EXERCISE DIRECTIONS:
Working from the entries below, tally each line that holds "join". Give the tally and nothing else.

==========

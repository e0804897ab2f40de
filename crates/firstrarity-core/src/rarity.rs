//! Rarity tables
//!
//! Turns occurrence counts into percentage shares and orders them from the
//! rarest key to the most common one.

use std::fmt::Display;
use std::hash::Hash;

use ahash::RandomState;
use indexmap::IndexMap;

use crate::aggregate::FrequencyMapping;
use crate::TokenId;

/// One row of a rarity table
#[derive(Debug, Clone, PartialEq)]
pub struct RarityRecord<K> {
    pub key: K,
    /// Occurrences of `key` in the counted data
    pub count: usize,
    /// `count / total * 100` rounded to two decimals, with a `%` suffix
    pub rarity: String,
    pub token_ids: Vec<TokenId>,
}

impl<K: Display> RarityRecord<K> {
    /// Render as `key,count,rarity,[id1;id2;...]`
    pub fn to_line(&self) -> String {
        let ids = self
            .token_ids
            .iter()
            .map(ToString::to_string)
            .collect::<Vec<_>>()
            .join(";");
        format!("{},{},{},[{}]", self.key, self.count, self.rarity, ids)
    }
}

/// Round to two decimals. Exact binary ties go to the even digit.
pub fn round2(value: f64) -> f64 {
    format!("{value:.2}").parse().unwrap_or(value)
}

/// Percentage string for `count` out of `total`, e.g. `66.67%` or `50.0%`.
pub fn rarity_percentage(count: usize, total: usize) -> String {
    let share = if total == 0 {
        0.0
    } else {
        count as f64 / total as f64 * 100.0
    };
    format!("{:?}%", round2(share))
}

/// Count every distinct key in `data` and build its rarity record.
///
/// Records are sorted ascending by count; equal counts keep the order in
/// which their keys first appear in `data`.
pub fn compute_rarity<K>(
    data: &[K],
    mapping: &FrequencyMapping<K>,
    total: usize,
) -> Vec<RarityRecord<K>>
where
    K: Hash + Eq + Clone,
{
    let mut counts: IndexMap<&K, usize, RandomState> = IndexMap::default();
    for key in data {
        *counts.entry(key).or_default() += 1;
    }

    let mut records: Vec<RarityRecord<K>> = counts
        .into_iter()
        .map(|(key, count)| RarityRecord {
            key: key.clone(),
            count,
            rarity: rarity_percentage(count, total),
            token_ids: mapping.get(key).cloned().unwrap_or_default(),
        })
        .collect();

    // stable: ties stay in first-seen order
    records.sort_by_key(|record| record.count);
    records
}

#[cfg(test)]
mod tests {
    use super::*;

    fn texts() -> (Vec<String>, FrequencyMapping<String>) {
        let data: Vec<String> = ["the cat sat", "the dog sat", "the cat sat"]
            .iter()
            .map(|s| s.to_string())
            .collect();
        let mut mapping = FrequencyMapping::default();
        for (id, text) in [0u64, 1, 2].iter().zip(&data) {
            mapping.entry(text.clone()).or_default().push(*id);
        }
        (data, mapping)
    }

    #[test]
    fn test_percentage_format() {
        assert_eq!(rarity_percentage(2, 3), "66.67%");
        assert_eq!(rarity_percentage(1, 3), "33.33%");
        assert_eq!(rarity_percentage(1, 2), "50.0%");
        assert_eq!(rarity_percentage(3, 3), "100.0%");
        assert_eq!(rarity_percentage(1, 5000), "0.02%");
        assert_eq!(rarity_percentage(1, 0), "0.0%");
    }

    #[test]
    fn test_complete_text_rarity() {
        let (data, mapping) = texts();
        let records = compute_rarity(&data, &mapping, 3);
        assert_eq!(records.len(), 2);

        assert_eq!(records[0].key, "the dog sat");
        assert_eq!(records[0].count, 1);
        assert_eq!(records[0].rarity, "33.33%");
        assert_eq!(records[0].token_ids, vec![1]);

        assert_eq!(records[1].key, "the cat sat");
        assert_eq!(records[1].count, 2);
        assert_eq!(records[1].rarity, "66.67%");
        assert_eq!(records[1].token_ids, vec![0, 2]);
    }

    #[test]
    fn test_counts_sum_to_total() {
        let (data, mapping) = texts();
        let records = compute_rarity(&data, &mapping, data.len());
        let sum: usize = records.iter().map(|r| r.count).sum();
        assert_eq!(sum, data.len());
    }

    #[test]
    fn test_rarity_parses_back() {
        let data = vec![1usize, 2, 2, 3, 3, 3, 4];
        let mut mapping = FrequencyMapping::default();
        for (id, key) in data.iter().enumerate() {
            mapping.entry(*key).or_default().push(id as TokenId);
        }
        let total = data.len();
        for record in compute_rarity(&data, &mapping, total) {
            let parsed: f64 = record.rarity.trim_end_matches('%').parse().unwrap();
            let expected = round2(record.count as f64 / total as f64 * 100.0);
            assert!((parsed - expected).abs() < 1e-9);
        }
    }

    #[test]
    fn test_ties_keep_first_seen_order() {
        let data = vec!["b", "a", "c", "a"];
        let mut mapping = FrequencyMapping::default();
        for (id, key) in data.iter().enumerate() {
            mapping.entry(*key).or_default().push(id as TokenId);
        }
        let records = compute_rarity(&data, &mapping, data.len());
        let keys: Vec<&str> = records.iter().map(|r| r.key).collect();
        assert_eq!(keys, vec!["b", "c", "a"]);
    }

    #[test]
    fn test_exact_ties_round_to_even() {
        assert_eq!(rarity_percentage(1, 32), "3.12%");
        assert_eq!(rarity_percentage(5, 32), "15.62%");
        assert_eq!(round2(4.125), 4.12);
        assert_eq!(round2(0.125), 0.12);
        assert_eq!(round2(1.0), 1.0);
    }

    #[test]
    fn test_to_line() {
        let record = RarityRecord {
            key: 12usize,
            count: 2,
            rarity: "0.04%".to_string(),
            token_ids: vec![5, 901],
        };
        assert_eq!(record.to_line(), "12,2,0.04%,[5;901]");
    }

    #[test]
    fn test_empty_data() {
        let mapping: FrequencyMapping<String> = FrequencyMapping::default();
        assert!(compute_rarity(&[], &mapping, 0).is_empty());
    }
}
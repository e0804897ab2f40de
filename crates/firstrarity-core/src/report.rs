//! Console statistics and rarity table files

use std::fmt::Display;
use std::fs::File;
use std::io::{BufWriter, Write};
use std::path::Path;

use tracing::info;

use crate::rarity::RarityRecord;
use crate::stats::DescriptiveStats;

pub const WORDS_FILE: &str = "words.txt";
pub const WORD_COUNTS_FILE: &str = "total_word_counts.txt";
pub const TEXTS_FILE: &str = "complete_texts.txt";

pub const WORDS_HEADER: &str = "WORD,COUNT,RARITY,TOKEN_ID";
pub const WORD_COUNTS_HEADER: &str = "TOTAL_WORD_COUNT,COUNT,RARITY,TOKEN_ID";
pub const TEXTS_HEADER: &str = "COMPLETE_TEXT,COUNT,RARITY,TOKEN_ID";

/// Format a statistics block, e.g. `MEAN WORD LENGTH: 4.2 CHARACTERS`.
pub fn format_descriptive_stats(stats: &DescriptiveStats, type_text: &str, detail_text: &str) -> String {
    format!(
        "{type_text} INFO\n\
         MEAN {type_text} LENGTH: {:?} {detail_text}\n\
         MEDIAN {type_text} LENGTH: {:?} {detail_text}\n\
         MODE {type_text} LENGTH: {} {detail_text}\n\
         STANDARD DEVIATION OF {type_text} LENGTH: {:?} {detail_text}\n",
        stats.mean, stats.median, stats.mode, stats.std_dev
    )
}

pub fn print_descriptive_stats(stats: &DescriptiveStats, type_text: &str, detail_text: &str) {
    print!("{}", format_descriptive_stats(stats, type_text, detail_text));
}

pub fn print_longest_word(word: Option<&str>) {
    println!("LONGEST WORD: {}", word.unwrap_or_default());
}

pub fn print_distinct_words(distinct: usize, total: usize) {
    println!("NUMBER OF DISTINCT WORDS: {distinct}");
    println!("TOTAL WORDS: {total}\n");
}

/// Write `header` followed by one line per record.
pub fn write_rarity_table<K: Display>(
    path: &Path,
    header: &str,
    records: &[RarityRecord<K>],
) -> std::io::Result<()> {
    let mut out = BufWriter::new(File::create(path)?);
    writeln!(out, "{header}")?;
    for record in records {
        writeln!(out, "{}", record.to_line())?;
    }
    out.flush()?;
    info!(path = %path.display(), rows = records.len(), "wrote rarity table");
    Ok(())
}

#[cfg(test)]
mod tests {
    use super::*;
    use std::fs;

    #[test]
    fn test_stats_block() {
        let stats = DescriptiveStats::from_values(&[3, 3, 4]);
        let block = format_descriptive_stats(&stats, "WORD", "CHARACTERS");
        let lines: Vec<&str> = block.lines().collect();
        assert_eq!(
            lines,
            vec![
                "WORD INFO",
                "MEAN WORD LENGTH: 3.33 CHARACTERS",
                "MEDIAN WORD LENGTH: 3.0 CHARACTERS",
                "MODE WORD LENGTH: 3 CHARACTERS",
                "STANDARD DEVIATION OF WORD LENGTH: 0.47 CHARACTERS",
            ]
        );
    }

    #[test]
    fn test_write_table() {
        let dir = tempfile::tempdir().unwrap();
        let path = dir.path().join(TEXTS_FILE);
        let records = vec![
            RarityRecord {
                key: "the dog sat".to_string(),
                count: 1,
                rarity: "33.33%".to_string(),
                token_ids: vec![11],
            },
            RarityRecord {
                key: "the cat sat".to_string(),
                count: 2,
                rarity: "66.67%".to_string(),
                token_ids: vec![10, 12],
            },
        ];
        write_rarity_table(&path, TEXTS_HEADER, &records).unwrap();

        let written = fs::read_to_string(&path).unwrap();
        assert_eq!(
            written,
            "COMPLETE_TEXT,COUNT,RARITY,TOKEN_ID\n\
             the dog sat,1,33.33%,[11]\n\
             the cat sat,2,66.67%,[10;12]\n"
        );
    }

    #[test]
    fn test_write_empty_table() {
        let dir = tempfile::tempdir().unwrap();
        let path = dir.path().join(WORDS_FILE);
        write_rarity_table::<String>(&path, WORDS_HEADER, &[]).unwrap();
        assert_eq!(fs::read_to_string(&path).unwrap(), "WORD,COUNT,RARITY,TOKEN_ID\n");
    }
}
//! Sequential per-identifier text retrieval

use std::thread;
use std::time::Duration;

use tracing::{error, info};

use crate::aggregate::Aggregator;
use crate::config::Config;
use crate::contract::TextSource;
use crate::error::Result;
use crate::progress::ProgressBar;
use crate::TokenId;

/// Lower-case the text and drop its final character (the source's closing period).
pub fn normalize_text(raw: &str) -> String {
    let mut text = raw.to_lowercase();
    text.pop();
    text
}

/// Fetches texts one identifier at a time, in enumeration order
pub struct TextFetcher<'a, S: ?Sized> {
    source: &'a S,
    delay: Duration,
    progress: ProgressBar,
}

impl<'a, S: TextSource + ?Sized> TextFetcher<'a, S> {
    pub fn new(source: &'a S, config: &Config) -> Self {
        Self {
            source,
            delay: config.contract_delay(),
            progress: ProgressBar::new(config.universe_size, config.progress_step),
        }
    }

    /// Fetch and normalize the text for one identifier.
    pub fn fetch_text(&self, id: TokenId) -> Result<String> {
        let raw = self.source.fetch_raw(id).inspect_err(|err| {
            error!(id, %err, "text fetch failed");
        })?;
        Ok(normalize_text(&raw))
    }

    /// Fetch every identifier in order, feeding each text to `aggregator`.
    /// The first failure aborts the whole collection.
    pub fn collect_into(&self, ids: &[TokenId], aggregator: &mut Aggregator) -> Result<()> {
        for (done, &id) in (1..).zip(ids) {
            let text = self.fetch_text(id)?;
            aggregator.add_text(id, &text);

            if self.progress.is_due(done, 1) {
                self.progress.print(done);
            }
            if !self.delay.is_zero() {
                thread::sleep(self.delay);
            }
        }
        info!(texts = aggregator.num_texts(), "collected texts");
        Ok(())
    }
}
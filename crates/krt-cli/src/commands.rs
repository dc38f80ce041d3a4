//! Subcommand implementations

use std::path::{Path, PathBuf};
use std::sync::Arc;
use std::time::Duration;

use anyhow::{bail, Context};
use tracing::{info, warn};

use krt_batch::{ArticleInput, BatchOrchestrator, DirectorySink};
use krt_core::{AppConfig, CandidateExtractor, KrtDocument};
use krt_extractor::{
    assess, build_document, evaluate as evaluate_rows, ArticleMeta, EvaluationReport,
    PatternExtractor, RuleRegistry,
};
use krt_llm::LlmExtractor;
use krt_parser::{parse_article, ArticleFormat};

const BATCH_REPORT_FILE: &str = "batch_report.json";

/// Pattern engine, or the configured LLM when `llm` is set
fn make_extractor(
    config: &AppConfig,
    llm: bool,
    extra: Option<String>,
) -> anyhow::Result<Arc<dyn CandidateExtractor>> {
    if llm {
        config.llm.validate()?;
        let extractor = LlmExtractor::from_config(&config.llm)?;
        let extractor = match extra {
            Some(extra) => extractor.with_extra_instructions(Some(extra)),
            None => extractor,
        };
        info!(provider = %config.llm.provider, model = %config.llm.model, "Using LLM extractor");
        return Ok(Arc::new(extractor));
    }

    let registry = RuleRegistry::load(config.extraction.rules_file.as_deref())?;
    info!(rules = registry.len(), "Using pattern extractor");
    Ok(Arc::new(PatternExtractor::new(registry)))
}

// ============================================================================
// build
// ============================================================================

pub async fn build(
    config: &AppConfig,
    path: &Path,
    llm: bool,
    output: Option<&Path>,
    extra: Option<String>,
) -> anyhow::Result<()> {
    let extractor = make_extractor(config, llm, extra)?;
    let article = parse_article(path)?;
    let meta = ArticleMeta::new(article.title(), article.abstract_text(), article.source.as_str());

    let timeout = Duration::from_secs(config.batch.call_timeout_secs);
    let document = tokio::time::timeout(
        timeout,
        build_document(extractor.as_ref(), &article.sections, meta),
    )
    .await
    .with_context(|| format!("extraction timed out after {}s", timeout.as_secs()))??;

    let json = document.to_json_pretty()?;
    match output {
        Some(out) => {
            std::fs::write(out, json)
                .with_context(|| format!("failed to write {}", out.display()))?;
            info!(path = %out.display(), rows = document.rows.len(), "Wrote KRT document");
        }
        None => println!("{json}"),
    }
    Ok(())
}

// ============================================================================
// batch
// ============================================================================

/// Expand directories into their article files, sorted for stable ids
fn collect_inputs(inputs: &[PathBuf]) -> anyhow::Result<Vec<ArticleInput>> {
    let mut files = Vec::new();
    for input in inputs {
        if input.is_dir() {
            let mut found: Vec<PathBuf> = std::fs::read_dir(input)
                .with_context(|| format!("failed to list {}", input.display()))?
                .filter_map(|entry| entry.ok().map(|e| e.path()))
                .filter(|p| p.is_file() && ArticleFormat::from_path(p) == ArticleFormat::Jats)
                .collect();
            found.sort();
            files.extend(found);
        } else {
            files.push(input.clone());
        }
    }
    Ok(files.into_iter().map(ArticleInput::File).collect())
}

pub async fn batch(
    config: &AppConfig,
    inputs: &[PathBuf],
    out_dir: &Path,
    llm: bool,
) -> anyhow::Result<()> {
    let articles = collect_inputs(inputs)?;
    if articles.is_empty() {
        bail!("no article files found");
    }

    let extractor = make_extractor(config, llm, None)?;
    let mut orchestrator = BatchOrchestrator::new(extractor, &config.batch)?;
    if config.batch.fallback_to_patterns {
        let registry = RuleRegistry::load(config.extraction.rules_file.as_deref())?;
        orchestrator = orchestrator.with_fallback(Arc::new(PatternExtractor::new(registry)));
    }

    let token = orchestrator.cancellation_token();
    tokio::spawn(async move {
        if tokio::signal::ctrl_c().await.is_ok() {
            warn!("Interrupted, cancelling unfinished articles");
            token.cancel();
        }
    });

    let sink = Arc::new(DirectorySink::create(out_dir).await?);
    let report = orchestrator.run(articles, sink).await?;

    let report_path = out_dir.join(BATCH_REPORT_FILE);
    std::fs::write(&report_path, report.to_json_pretty()?)
        .with_context(|| format!("failed to write {}", report_path.display()))?;

    print!("{}", report.summary());
    println!("Report: {}", report_path.display());
    Ok(())
}

// ============================================================================
// check
// ============================================================================

fn read_document(path: &Path) -> anyhow::Result<KrtDocument> {
    let content = std::fs::read_to_string(path)
        .with_context(|| format!("failed to read {}", path.display()))?;
    serde_json::from_str(&content).with_context(|| format!("{} is not a KRT document", path.display()))
}

pub fn check(path: &Path) -> anyhow::Result<()> {
    let document = read_document(path)?;
    let report = assess(&document.rows);

    println!("KRT check: {} ({} rows)", path.display(), document.rows.len());
    println!(
        "\nQuality score: {}/{}",
        report.score.score, report.score.max_score
    );
    for note in &report.score.notes {
        println!("  - {note}");
    }

    if !report.warnings.is_empty() {
        println!("\nWarnings:");
        for warning in &report.warnings {
            println!("  - {warning}");
        }
    }

    if !report.suggestions.is_empty() {
        println!("\nSuggestions:");
        for suggestion in &report.suggestions {
            println!("  - {suggestion}");
        }
    }
    Ok(())
}

// ============================================================================
// evaluate
// ============================================================================

/// Gold/predicted document pairs. Directories are paired by file name.
fn document_pairs(gold: &Path, predicted: &Path) -> anyhow::Result<Vec<(PathBuf, PathBuf)>> {
    if !gold.is_dir() {
        return Ok(vec![(gold.to_path_buf(), predicted.to_path_buf())]);
    }
    if !predicted.is_dir() {
        bail!("--gold is a directory, so --predicted must be one too");
    }

    let mut pairs = Vec::new();
    for entry in std::fs::read_dir(gold).with_context(|| format!("failed to list {}", gold.display()))? {
        let gold_path = entry?.path();
        if gold_path.extension().and_then(|e| e.to_str()) != Some("json") {
            continue;
        }
        let Some(name) = gold_path.file_name() else { continue };
        pairs.push((gold_path.clone(), predicted.join(name)));
    }
    pairs.sort();
    Ok(pairs)
}

pub fn evaluate(gold: &Path, predicted: &Path, json: bool) -> anyhow::Result<()> {
    let mut report = EvaluationReport::default();

    for (gold_path, predicted_path) in document_pairs(gold, predicted)? {
        let gold_doc = read_document(&gold_path)?;
        let predicted_rows = if predicted_path.exists() {
            read_document(&predicted_path)?.rows
        } else {
            warn!(path = %predicted_path.display(), "No prediction, counting every gold row as missed");
            Vec::new()
        };
        report.merge(&evaluate_rows(&gold_doc.rows, &predicted_rows));
    }

    if json {
        println!("{}", serde_json::to_string_pretty(&report)?);
    } else {
        print!("{}", report.report());
    }
    Ok(())
}

// ============================================================================
// rules
// ============================================================================

pub fn rules(config: &AppConfig) -> anyhow::Result<()> {
    let registry = RuleRegistry::load(config.extraction.rules_file.as_deref())?;
    let source = config
        .extraction
        .rules_file
        .as_ref()
        .map(|p| p.display().to_string())
        .unwrap_or_else(|| "built-in".to_string());

    println!("{} rules ({source})", registry.len());
    for rule in registry.rules() {
        println!(
            "  {:>4}  {:<32} {}",
            rule.priority,
            rule.name,
            rule.resource_type.as_str()
        );
    }
    Ok(())
}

==========

SOLUTION FOR THIS EXERCISE:
5